Wednesday, November 16, 2005

Why Lawyers and Judges Don't Understand the Jury: Redux

Robert Williamson made the insightful comment:

"I didn't have a clue about the historic role of the jury or how juror's make decisions when I graduated from law school. Having an academic take the lead to design the "history" and "purpose" sections of the course makes sense for the reasons set forth in your post. The folks most conversant with the social science research and with how jurors make decisions, however, are not on law school faculties. Conflict of interest or no, they are trying cases or consulting on cases and any course that does not tap into that well of knowledge is likely to fall short of the mark I think you have in mind. I've pointed to your post on my blog, and I am looking forward to hearing more on this idea as you develop it. "

And for the most part, I agree. While a small number of legal academics are social scientists (such as Michael J. Saks and Neil Vidmar), they are by far the exception and not the rule.

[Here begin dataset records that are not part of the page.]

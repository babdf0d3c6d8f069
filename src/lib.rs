//! # camsim
//!
//! Turns a read-only machining project snapshot into a simulator
//! project file: one resolution pass computes the unit-normalized tool
//! table and the stock envelope, assembles the document, and writes it
//! alongside the machine-code output.
//!
//! The host application owns the project model, triggers machine-code
//! regeneration, and launches the external viewer; this crate only
//! resolves and serializes. See [`host`] for the regeneration-wait
//! boundary.

pub mod host;

pub use camsim_core::{
    library_units, CoreError, DrawingUnits, LibraryTool, MachineOp, Part, Point3, Project, Report,
    ResolutionMode, SimConfig, StockDef, ToolProfile, ToolShape, ToolUnits, Warning,
};
pub use camsim_export::{ExportError, SimDocument};
pub use camsim_resolver::{resolve_stock, resolve_tools, ResolvedStock, ResolvedTool, ToolTable};

use std::fs;
use std::path::{Path, PathBuf};
use thiserror::Error;

/// Unified error type for the resolution pipeline
#[derive(Error, Debug)]
pub enum CamsimError {
    /// Precondition failure from the core engine
    #[error(transparent)]
    Core(#[from] CoreError),

    /// Document serialization failure
    #[error(transparent)]
    Export(#[from] ExportError),

    /// Failure writing the document to storage
    #[error("I/O error: {0}")]
    Io(#[from] std::io::Error),

    /// The host's machine-code regeneration did not finish in time
    #[error("Machine-code regeneration still busy after {waited_ms}ms")]
    RegenTimeout {
        /// How long the caller waited, in milliseconds
        waited_ms: u64,
    },
}

/// Result type using CamsimError
pub type Result<T> = std::result::Result<T, CamsimError>;

/// Run one resolution pass and assemble the simulator document.
///
/// Fails only when the project has no machine-code output path; every
/// data-quality problem is recorded in `report` and resolution
/// continues with best-effort defaults.
pub fn generate_document(
    project: &Project,
    config: &SimConfig,
    report: &mut Report,
) -> Result<SimDocument> {
    let nc_file = project.nc_file.as_deref().ok_or(CoreError::ProjectNotSaved)?;
    let stock = resolve_stock(project);
    let tools = resolve_tools(project, config, report);
    Ok(SimDocument::build(
        nc_file,
        config,
        project.drawing_units,
        stock,
        tools,
    ))
}

/// Path the simulator project is written to: the machine-code file with
/// its extension replaced, so the document lands alongside it
pub fn sim_project_path(nc_file: &Path) -> PathBuf {
    nc_file.with_extension("xml")
}

/// Generate the document and write it next to the machine-code file.
///
/// Returns the path written. Nothing is written when document
/// generation fails.
pub fn write_sim_project(
    project: &Project,
    config: &SimConfig,
    report: &mut Report,
) -> Result<PathBuf> {
    let document = generate_document(project, config, report)?;
    let nc_file = project.nc_file.as_deref().ok_or(CoreError::ProjectNotSaved)?;
    let path = sim_project_path(nc_file);
    fs::write(&path, document.to_xml()?)?;
    tracing::info!("Created simulator project {}", path.display());
    Ok(path)
}

#[cfg(test)]
mod tests {
    use super::*;

    fn saved_project(nc_file: PathBuf) -> Project {
        Project {
            drawing_units: DrawingUnits::Millimeters,
            parts: vec![Part {
                name: "Base".to_string(),
                enabled: true,
                ops: vec![MachineOp {
                    name: "Profile".to_string(),
                    enabled: true,
                    from_geometry: true,
                    tool_number: 1,
                    tool_diameter: 6.0,
                    tool_profile: ToolProfile::EndMill,
                    library_tool: Some(LibraryTool {
                        index: 1,
                        name: "6mm end mill".to_string(),
                        diameter: 6.0,
                        profile: ToolProfile::EndMill,
                        flute_length: 18.0,
                        shank_diameter: 6.0,
                        vee_angle: 0.0,
                        library: "default".to_string(),
                    }),
                }],
                tool_library: Some("default".to_string()),
                stock: None,
            }],
            stock: Some(StockDef {
                min: Point3::new(0.0, 0.0, -10.0),
                max: Point3::new(120.0, 80.0, 0.0),
            }),
            nc_file: Some(nc_file),
        }
    }

    #[test]
    fn test_unsaved_project_is_a_precondition_failure() {
        let mut project = saved_project(PathBuf::from("ignored.nc"));
        project.nc_file = None;
        let mut report = Report::new();

        let err = generate_document(&project, &SimConfig::default(), &mut report).unwrap_err();
        assert!(matches!(err, CamsimError::Core(CoreError::ProjectNotSaved)));
        assert!(report.is_empty());
    }

    #[test]
    fn test_generate_document_resolves_everything() {
        let project = saved_project(PathBuf::from("/jobs/box.nc"));
        let mut report = Report::new();

        let doc = generate_document(&project, &SimConfig::default(), &mut report).unwrap();
        assert_eq!(doc.nc_file, "/jobs/box.nc");
        assert_eq!(doc.tools.len(), 1);
        assert_eq!(doc.tools.get(1).unwrap().length, 18.0);
        let stock = doc.stock.unwrap();
        assert_eq!(stock.max, Point3::new(120.0, 80.0, 0.0));
        assert!(report.is_empty());
    }

    #[test]
    fn test_sim_project_path_is_sibling_xml() {
        assert_eq!(
            sim_project_path(Path::new("/jobs/front panel.nc")),
            PathBuf::from("/jobs/front panel.xml")
        );
    }

    #[test]
    fn test_write_sim_project_creates_file() {
        let dir = tempfile::tempdir().unwrap();
        let nc_file = dir.path().join("front panel.nc");
        let project = saved_project(nc_file.clone());
        let mut report = Report::new();

        let path = write_sim_project(&project, &SimConfig::default(), &mut report).unwrap();
        assert_eq!(path, dir.path().join("front panel.xml"));

        let xml = fs::read_to_string(&path).unwrap();
        assert!(xml.contains("<camotics>"));
        assert!(xml.contains("front%20panel.nc"));
        assert!(xml.contains(r#"<automatic-workpiece v="false"/>"#));
        assert!(xml.contains("6mm end mill"));
    }
}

It is interesting that neither Saks or Vidmar have J.D. degrees; both did post-doctoral work at Yale Law School, where Saks received an M.S.L. degree, and where Vidmar performed a Law Fellowship.

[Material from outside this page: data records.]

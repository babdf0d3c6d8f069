//! # camsim Export
//!
//! Assembles the resolved tool table and stock envelope into one
//! simulator project document, and renders it as XML.

pub mod document;
pub mod error;
pub mod xml;

pub use document::SimDocument;
pub use error::{ExportError, ExportResult};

Jury social scientists can be found in a variety of disciplines, including psychology, philosophy, criminology, sociology, and mathematics. Indeed, Thomas Munsterman, head of the NCSC Center for Jury Studies, is an engineer by training. And, like anything involving the social science, it can be assured that if you laid every one of these experts end to end, they still wouldn't reach a conclusion.

I am not so sure, however, that high-school students need to receive much training as to the social-science behind the jury. First, it can be pretty heady stuff. Secondly, alot of the social science has more to do with jury manipulation than performance.

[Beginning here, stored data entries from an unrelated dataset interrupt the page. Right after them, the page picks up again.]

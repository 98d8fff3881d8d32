// Copyright Kani Contributors
// SPDX-License-Identifier: Apache-2.0 OR MIT

//! Renaming of expressions into SSA form.
//!
//! Reading an expression at a location replaces every tracked object in it by the version
//! that reaches the location. Before that, side effects become fresh placeholders and
//! dereferences are resolved, so the renamed expression is a plain value.

use crate::dereference::try_map_indexed;
use crate::error::{Result, SsaError};
use crate::float::adjust_float_expressions;
use crate::local_ssa::LocalSsa;
use crate::naming::{is_versioned, VersionKind};
use crate::objects::{SsaObject, SSA_NAMESPACE};
use goto_ir::goto_program::{Expr, ExprValue, Loc, Type};
use tracing::trace;

impl LocalSsa<'_> {
    /// The value of `expr` when read at `loc`.
    pub fn read_rhs(&self, expr: &Expr, loc: Loc) -> Result<Expr> {
        let expr = adjust_float_expressions(expr.clone());
        let mut counter = 0;
        let expr = self.replace_side_effects(expr, loc, &mut counter)?;
        let expr = self.resolver.resolve(expr, loc, self.symbol_table)?;
        let renamed = self.read_rhs_rec(expr, loc)?;
        trace!(%loc, %renamed, "read_rhs");
        Ok(renamed)
    }

    /// The version of `object` that reaches `loc`.
    pub fn read_rhs_object(&self, object: &SsaObject, loc: Loc) -> Expr {
        match self.objects.index_of(object.identifier()) {
            Some(index) => self.naming.name_def(object, self.analysis.def(loc, index)),
            None => self.naming.name_input(object),
        }
    }

    /// Like [LocalSsa::read_rhs], but an object written at `loc` reads as the value written
    /// there.
    pub fn read_lhs(&self, expr: &Expr, loc: Loc) -> Result<Expr> {
        let expr = self.resolver.resolve(expr.clone(), loc, self.symbol_table)?;
        let tracked = SsaObject::new(&expr, self.symbol_table)
            .and_then(|object| Some((self.objects.index_of(object.identifier())?, object)));
        match tracked {
            Some((index, object)) if self.assignments.assigns(loc, index) => {
                Ok(self.naming.name(&object, VersionKind::Out, loc))
            }
            Some((_, object)) => Ok(self.read_rhs_object(&object, loc)),
            None => self.read_rhs(&expr, loc),
        }
    }

    /// The value of `object` on entry to `loc`. At a loop header this is the value coming
    /// around the loop, before the phi selects between it and the value entering the loop.
    pub fn read_node_in(&self, object: &SsaObject, loc: Loc) -> Expr {
        let Some(index) = self.objects.index_of(object.identifier()) else {
            return self.naming.name_input(object);
        };
        let loops_back = self.analysis.phi_entries(loc, index).is_some_and(|entries| {
            entries.keys().any(|source| source.from().is_some_and(|from| from > loc))
        });
        if loops_back {
            self.naming.name(object, VersionKind::LoopBack, loc)
        } else {
            self.read_rhs_object(object, loc)
        }
    }

    /// Replace nondeterministic values and allocations, innermost first, by side effect free
    /// expressions. `counter` numbers the side effects of one read.
    pub(crate) fn replace_side_effects(
        &self,
        expr: Expr,
        loc: Loc,
        counter: &mut usize,
    ) -> Result<Expr> {
        let expr = expr.try_map_operands(|op| self.replace_side_effects(op, loc, counter))?;
        match expr.value() {
            ExprValue::Nondet => {
                *counter += 1;
                let placeholder = self.naming.nondet_symbol(loc, *counter, expr.typ().clone());
                Ok(placeholder.with_location(*expr.location()))
            }
            ExprValue::Malloc { .. } => {
                *counter += 1;
                let suffix = self.naming.side_effect_suffix(loc, *counter);
                self.allocation.lower(&expr, &suffix, loc, self.symbol_table)
            }
            ExprValue::FunctionCall { .. } => {
                Err(SsaError::UnsupportedSideEffect { loc, expr: expr.to_string() })
            }
            _ => Ok(expr),
        }
    }

    pub(crate) fn read_rhs_rec(&self, expr: Expr, loc: Loc) -> Result<Expr> {
        match expr.value() {
            _ if expr.is_side_effect_root() => {
                return Err(SsaError::UnexpectedSideEffect { loc, expr: expr.to_string() });
            }
            ExprValue::AddressOf(_) => {
                let address = expr.try_map_operands(|object| self.address_of_rec(object, loc))?;
                return Ok(canonical_address(address));
            }
            ExprValue::Dereference(_) => {
                return Err(SsaError::UnexpectedDereference { loc, expr: expr.to_string() });
            }
            // Already renamed, or generated by the construction itself.
            ExprValue::Symbol { identifier }
                if is_versioned(*identifier) || identifier.starts_with(SSA_NAMESPACE) =>
            {
                return Ok(expr);
            }
            _ => {}
        }

        let Some(object) = SsaObject::new(&expr, self.symbol_table) else {
            return expr.try_map_operands(|op| self.read_rhs_rec(op, loc));
        };
        // Struct-typed objects are not tracked, their members are.
        if let Type::Struct { components, .. } = self.symbol_table.follow(expr.typ()) {
            let values = components
                .iter()
                .map(|c| self.read_rhs_rec(expr.clone().member(c.name(), self.symbol_table), loc))
                .collect::<Result<Vec<_>>>()?;
            return Ok(Expr::struct_expr_from_values(
                expr.typ().clone(),
                values,
                self.symbol_table,
            ));
        }
        Ok(self.read_rhs_object(&object, loc))
    }

    /// The operand of an address-of. The addressed path stays as it is; the pointers, indices
    /// and conditions that select it are read.
    fn address_of_rec(&self, expr: Expr, loc: Loc) -> Result<Expr> {
        match expr.value() {
            ExprValue::Dereference(_) => {
                expr.try_map_operands(|pointer| self.read_rhs_rec(pointer, loc))
            }
            ExprValue::Member { .. } => {
                expr.try_map_operands(|compound| self.address_of_rec(compound, loc))
            }
            ExprValue::Index { .. } => try_map_indexed(expr, |i, op| {
                if i == 0 { self.address_of_rec(op, loc) } else { self.read_rhs_rec(op, loc) }
            }),
            ExprValue::If { .. } => try_map_indexed(expr, |i, op| {
                if i == 0 { self.read_rhs_rec(op, loc) } else { self.address_of_rec(op, loc) }
            }),
            _ => Ok(expr),
        }
    }
}

/// `&*p` is `p`.
fn canonical_address(address: Expr) -> Expr {
    if let ExprValue::AddressOf(object) = address.value() {
        if let ExprValue::Dereference(pointer) = object.value() {
            return pointer.clone().cast_to(address.typ().clone());
        }
    }
    address
}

Now, I do believe that law schools should offer courses on the social science of the jury system. Few do. The classes may be taught in psychology, political science or sociology departments, but clearly this is something lawyers are expected to know yet have no background in. We go by myth, anecdote, popular misconceptions, sheer luck, intuition, clues, hints, rumor, gossip and innuendo, not by a background in study and science.

Unfortunately, there is not even a decent law school textbook giving a broad overview of the social science of the jury system in an approachable and useful way. Nancy Marder's book The Jury Process and Randolph Jonakait's The American Jury System are the pick of the litter, but neither are written for this purpose. If someone wants to study this material, they can get snippets, read an occasional lengthy treatise which will cover one aspect, or research the law reviews.

What we have here is an institutional failure on the part of American legal educators to take the jury seriously. How many law professors have ever been successful trial lawyers? And if we take out those educators consigned to the less prestigious and influential clinical programs?